Cassandra Data Model

Some of the data types you can have in Cassandra columns are what you'd expect: INT, BIGINT, BLOB, DATE, TEXT=VARCHAR.

Some you might not: LIST<t>, SET<t>, MAP<t,u>.

CQL

Cassandra's query language is CQL. It is not entirely unlike SQL.

Basically: it's as much like SQL as possible, while expressing Cassandra's semantics.

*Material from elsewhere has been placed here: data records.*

use async_graphql::ErrorExtensions;
use thiserror::Error;

#[derive(Error, Debug)]
pub enum McuError {
    #[error("Character not found: {0}")]
    CharacterNotFound(String),

    #[error("Picture not found: {0}")]
    PictureNotFound(String),

    #[error("No cast recorded for picture: {0}")]
    NoCast(String),

    #[error("Duplicate {kind} id: {id}")]
    DuplicateId { kind: &'static str, id: String },

    #[error("Invalid date: {0}")]
    InvalidDate(String),

    #[error("Configuration error: {0}")]
    Config(String),

    #[error("IO error: {0}")]
    Io(#[from] std::io::Error),

    #[error("YAML error: {0}")]
    Yaml(#[from] serde_yaml::Error),

    #[error("JSON error: {0}")]
    Json(#[from] serde_json::Error),
}

impl McuError {
    /// Machine-readable code exposed in GraphQL error extensions.
    pub fn code(&self) -> &'static str {
        match self {
            McuError::CharacterNotFound(_) | McuError::PictureNotFound(_) | McuError::NoCast(_) => {
                "NOT_FOUND"
            }
            McuError::DuplicateId { .. } => "DUPLICATE_ID",
            McuError::InvalidDate(_) => "BAD_USER_INPUT",
            McuError::Config(_) => "CONFIGURATION",
            McuError::Io(_) | McuError::Yaml(_) | McuError::Json(_) => "INTERNAL",
        }
    }

    pub fn is_not_found(&self) -> bool {
        self.code() == "NOT_FOUND"
    }
}

impl ErrorExtensions for McuError {
    fn extend(&self) -> async_graphql::Error {
        async_graphql::Error::new(self.to_string())
            .extend_with(|_, e| e.set("code", self.code().to_string()))
    }
}

pub type Result<T> = std::result::Result<T, McuError>;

We saw CREATE TABLE, which looks familiar.

CQL

Inserting and selecting seems to work the way you'd expect:


cqlsh:demo> INSERT INTO test (i1,i2,data) VALUES (1,2,'aaa');
cqlsh:demo> INSERT INTO test (i1,i2,data) VALUES (2,3,'bbb');
cqlsh:demo> SELECT * FROM test;

i1 | i2 | data
----+----+------
1 |  2 |  aaa
2 |  3 |  bbb


CQL

… and it works like you'd expect, right up until it doesn't.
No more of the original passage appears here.